User Centricity Through Systemic Innovation

User Centricity Through Systemic Innovation

User Centricity Through Systemic Innovation 1001 668 Diana Sonis

I just finished reading Bad Blood by John Carreyrou. It’s a fascinating account of the rise & fall of Theranos, the “innovative” blood testing company that mistook innovation for a public relations campaign.

Besides its psychotically-focused leaders and their enablers, what struck me most about the story is Theranos’ approach to innovation: the siloed, need-to-know-basis of information flow; the detrimental secretiveness that  disempowered and terrified the workforce into silence; the persistent belief that innovation is only reserved for cult personalities with black turtleneck sweaters.
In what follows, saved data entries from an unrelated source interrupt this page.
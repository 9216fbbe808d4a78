//! # Scene: The Demo Assembly
//!
//! [`World::create`] builds the demo scene once at startup: a rotating
//! pivot with the camera on a boom, a movable light with a small emissive
//! "sun", and a bobbing cube carrying a spinning cylinder, a ring of eight
//! spheres and a teapot.
//!
//! ```text
//!   pivot (RotationController)
//!   └── camera (0,0,6)   MovementController
//!
//!   light (1.1,0.75,2.5) MovementController (light bindings)
//!   └── sun              emissive sphere, scale 0.1
//!
//!   cube                 Bobber + Spinner, container texture
//!   ├── cylinder (0,4,0) Spinner, scale 0.5
//!   │   └── sphere0..7   radius 3 in the XY plane, Bobber each
//!   └── teapot (0,1.333,0) scale 0.05
//!
//!   overlay              OverlayHider
//! ```
//!
//! The flat list order, which is also the update and render order, is:
//! spheres, camera, cube, cylinder, pivot, teapot, light, sun, overlay.
//!
//! Every entity is named, so callers address them with
//! [`World::find`]: `"pivot"`, `"camera"`, `"light"`, `"sun"`, `"cube"`,
//! `"cylinder"`, `"sphere0"` … `"sphere7"`, `"teapot"`, `"overlay"`.

use std::f32::consts::{FRAC_PI_2, PI, TAU};
use std::path::{Path, PathBuf};

use crate::asset::{TextureLoader, load_mesh};
use crate::camera::Lens;
use crate::component::{
    Bobber, Component, MovementController, OverlayHider, OverlayRegion, Primitive, RotationController, Spinner,
};
use crate::entity::Entity;
use crate::error::Result;
use crate::light::PointLight;
use crate::material::Material;
use crate::math::{Color, Vec3};
use crate::mesh::{self, MeshData};
use crate::render::RenderBackend;
use crate::spatial::Spatial;
use crate::world::World;

/// Number of spheres orbiting the cylinder.
pub const SPHERE_COUNT: usize = 8;
/// Distance of each sphere from the cylinder's origin.
pub const SPHERE_ORBIT: f32 = 3.0;

const HELP_TEXT: &str = "WASD move camera | X/Y/Z rotate (Shift reverses) | IJKL/U/O move light | \
F wireframe (Shift+F off) | R reset | H hide help";
const HINT_TEXT: &str = "Shift+H for help";

/// Meshes and texture paths the demo scene needs.
#[derive(Debug, Clone)]
pub struct SceneAssets {
    pub teapot: MeshData,
    pub container_texture: Option<PathBuf>,
    pub tile_texture: Option<PathBuf>,
}

impl SceneAssets {
    /// Look for `mesh_teapot.json`, `container.jpg` and `tile.jpg` in `dir`.
    ///
    /// A teapot file that exists but does not load is an error. A missing
    /// one is replaced by a sphere of similar size.
    pub fn load(dir: impl AsRef<Path>) -> Result<Self> {
        let dir = dir.as_ref();
        let teapot_path = dir.join("mesh_teapot.json");
        let teapot = if teapot_path.exists() {
            load_mesh(&teapot_path)?
        } else {
            log::warn!("'{}' not found; using a stand-in sphere", teapot_path.display());
            stand_in_teapot()
        };
        Ok(Self {
            teapot,
            container_texture: Some(dir.join("container.jpg")),
            tile_texture: Some(dir.join("tile.jpg")),
        })
    }

    /// Generated geometry only, no textures. Needs no files.
    pub fn builtin() -> Self {
        Self {
            teapot: stand_in_teapot(),
            container_texture: None,
            tile_texture: None,
        }
    }
}

fn stand_in_teapot() -> MeshData {
    // Teapot coordinates are authored roughly 20x larger than the scene.
    mesh::sphere(15.0, 24, 16)
}

// ── Factories ───────────────────────────────────────────────────────────────

/// Primitive components built from the shape generators.
pub mod components {
    use super::*;

    pub fn cube(backend: &mut dyn RenderBackend, size: f32, material: Material) -> Primitive {
        Primitive::create(backend, &mesh::cube(size), material)
    }

    pub fn cylinder(
        backend: &mut dyn RenderBackend,
        base_radius: f32,
        top_radius: f32,
        height: f32,
        slices: u32,
        stacks: u32,
        material: Material,
    ) -> Primitive {
        let mesh = mesh::cylinder(base_radius, top_radius, height, slices, stacks);
        Primitive::create(backend, &mesh, material)
    }

    pub fn sphere(backend: &mut dyn RenderBackend, radius: f32, slices: u32, stacks: u32, material: Material) -> Primitive {
        Primitive::create(backend, &mesh::sphere(radius, slices, stacks), material)
    }
}

/// Single-primitive entities with the demo's standard proportions.
pub mod entities {
    use super::*;

    /// A unit cube.
    pub fn cube(backend: &mut dyn RenderBackend, material: Material) -> Entity {
        Entity::with_components([components::cube(backend, 1.0, material).into()])
    }

    /// Radius 1, height 2, 36 slices, 1 stack.
    pub fn cylinder(backend: &mut dyn RenderBackend, material: Material) -> Entity {
        Entity::with_components([components::cylinder(backend, 1.0, 1.0, 2.0, 36, 1, material).into()])
    }

    /// Radius 0.75, 18 slices, 18 stacks.
    pub fn sphere(backend: &mut dyn RenderBackend, material: Material) -> Entity {
        Entity::with_components([components::sphere(backend, 0.75, 18, 18, material).into()])
    }
}

/// Colour of sphere `i`: the first is pure `color1`, the rest blend from
/// `color2` toward `color1` by how far their angle is from π.
pub fn sphere_color(i: usize) -> Color {
    let color1 = Color::from_u8(211, 71, 61);
    let color2 = Color::from_u8(134, 188, 209);
    if i == 0 {
        return color1;
    }
    let radians = TAU * (i as f32 / SPHERE_COUNT as f32);
    Color::lerp(color2, color1, (PI - radians).abs() / PI)
}

fn set_material(entity: &mut Entity, edit: impl FnOnce(&mut Material)) {
    if let Some(primitive) = entity.primitive_mut() {
        edit(&mut primitive.material);
    }
}

impl World {
    /// Assemble the demo scene.
    ///
    /// Geometry is uploaded through `backend`; textures start loading through
    /// `textures` and appear once it is polled.
    pub fn create(backend: &mut dyn RenderBackend, textures: &mut TextureLoader, assets: &SceneAssets) -> Result<World> {
        // Pivot: the camera orbits by rotating this.
        let mut pivot = Entity::new().named("pivot");
        pivot.add_component(RotationController::new(FRAC_PI_2, FRAC_PI_2, FRAC_PI_2, pivot.spatial.rotation));

        let camera_spatial = Spatial::from_xyz(0.0, 0.0, 6.0);
        let mut camera = Entity::new()
            .named("camera")
            .with_lens(Lens::default())
            .with_spatial(camera_spatial);
        camera.add_component(MovementController::new(10.0, camera_spatial.translation));

        let light_spatial = Spatial::from_xyz(1.1, 0.75, 2.5);
        let mut light = Entity::new()
            .named("light")
            .with_light(PointLight::uniform(0.125, 0.9, 0.5))
            .with_spatial(light_spatial);
        light.add_component(MovementController::light(10.0, light_spatial.translation));

        let mut sun = entities::sphere(backend, Material::default())
            .named("sun")
            .with_spatial(Spatial::default().with_scale(0.1));
        set_material(&mut sun, |m| {
            m.set_emission(Color::WHITE);
            m.set_shininess(1.0);
        });

        let mut cube = entities::cube(backend, Material::from_diffuse(Color::WHITE))
            .named("cube")
            .with_spatial(Spatial::default().with_scale(0.5));
        cube.add_component(Bobber::new(0.0, 2.0, 0.0, -1.0, 0.125));
        cube.add_component(Spinner::new(0.0, 0.25, 0.0));
        if let Some(path) = &assets.container_texture {
            let albedo = textures.load(backend, path);
            set_material(&mut cube, |m| m.albedo = Some(albedo));
        }

        let mut cylinder = entities::cylinder(backend, Material::from_diffuse(Color::from_u8(245, 239, 235)))
            .named("cylinder")
            .with_spatial(Spatial::default().with_translation(Vec3::Y * 4.0).with_scale(0.5));
        cylinder.add_component(Spinner::new(0.0, 2.0, 1.4));
        set_material(&mut cylinder, |m| m.set_shininess(Material::MAX_SHININESS));

        let tile = assets.tile_texture.as_ref().map(|path| textures.load(backend, path));
        let mut spheres = Vec::with_capacity(SPHERE_COUNT);
        for i in 0..SPHERE_COUNT {
            let radians = TAU * (i as f32 / SPHERE_COUNT as f32);
            let translation = Vec3::new(radians.cos(), radians.sin(), 0.0) * SPHERE_ORBIT;

            let mut sphere = entities::sphere(backend, Material::from_diffuse(sphere_color(i)))
                .named(format!("sphere{i}"))
                .with_spatial(Spatial::default().with_translation(translation));
            sphere.add_component(Bobber::with_phase(-10.0, 10.0, translation.x, translation.y, 0.125, i as f32));
            set_material(&mut sphere, |m| {
                m.albedo = tile;
                m.set_shininess(16.0);
            });
            spheres.push(sphere);
        }

        let mut teapot_material = Material::from_diffuse(Color::from_u8(246, 173, 15));
        teapot_material.set_shininess(48.0);
        let teapot = Entity::with_components([Primitive::create(backend, &assets.teapot, teapot_material).into()])
            .named("teapot")
            .with_spatial(
                Spatial::default()
                    .with_translation(Vec3::new(0.0, 1.333, 0.0))
                    .with_scale(0.05),
            );

        let overlay = Entity::with_components([Component::from(OverlayHider::new(
            OverlayRegion::new("show-overlay", HELP_TEXT),
            OverlayRegion::new("hide-overlay", HINT_TEXT),
            true,
        ))])
        .named("overlay");

        let mut world = World::new();
        let sphere_ids = world.add_entities(spheres);
        let camera = world.add_entity(camera);
        let cube = world.add_entity(cube);
        let cylinder = world.add_entity(cylinder);
        let pivot = world.add_entity(pivot);
        let teapot = world.add_entity(teapot);
        let light = world.add_entity(light);
        let sun = world.add_entity(sun);
        world.add_entity(overlay);

        world.set_parent(camera, Some(pivot))?;
        world.set_parent(sun, Some(light))?;
        world.set_parent(cylinder, Some(cube))?;
        world.set_parent(teapot, Some(cube))?;
        for id in sphere_ids {
            world.set_parent(id, Some(cylinder))?;
        }

        log::info!("Assembled scene with {} entities", world.len());
        Ok(world)
    }
}

#[cfg(test)]
mod tests {
    use super::*;
    use approx::assert_abs_diff_eq;

    #[test]
    fn first_sphere_uses_color1_and_others_blend() {
        assert_eq!(sphere_color(0), Color::from_u8(211, 71, 61));
        // Sphere 4 sits at π: fully color2.
        let c = sphere_color(4);
        let color2 = Color::from_u8(134, 188, 209);
        assert_abs_diff_eq!(c.r, color2.r, epsilon = 1e-6);
        assert_abs_diff_eq!(c.b, color2.b, epsilon = 1e-6);
    }

    #[test]
    fn entity_factories_use_standard_proportions() {
        let mut recorder = crate::render::CommandRecorder::new();
        let cylinder = entities::cylinder(&mut recorder, Material::default());
        assert_eq!(cylinder.primitive().unwrap().index_count(), 36 * 6 * 2);
        let sphere = entities::sphere(&mut recorder, Material::default());
        assert_eq!(sphere.primitive().unwrap().index_count(), 18 * 18 * 6);
        let cube = entities::cube(&mut recorder, Material::default());
        assert_eq!(cube.primitive().unwrap().index_count(), 36);
    }

    #[test]
    fn builtin_assets_need_no_files() {
        let assets = SceneAssets::builtin();
        assert!(assets.container_texture.is_none());
        assets.teapot.validate().unwrap();
    }
}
Theranos is an extreme example of siloed innovation. We can easily point to it and say, “That’s crazy-town. That’s not us.”

And yet, look around.

Siloed innovation is still the norm. Organizations have created innovation teams whose mission is to come up with something new, or at least find ways to improve the status quo. They are allocated fun “innovation lab” rooms with squishy balls and cushy chairs in fun colors because…how does one innovate without a slinky (??).

We love working with these teams. They’re full of the best people who do great things for the company. They explore. They succeed. They fail, and then try again.

The rest of the workforce – separated from these teams – looks at “those innovation” people as some creative, experimental task force working on inventing new things. Mostly, the rest of the workforce doesn’t know what these people do. Sometimes, as an afterthought, there’s minimal organized effort to share the innovation mindset with the rest company. That generates some excitement. And, then mostly everyone just goes back to work.

We are back to the need-to-know-basis (albeit less extreme) of Theranos.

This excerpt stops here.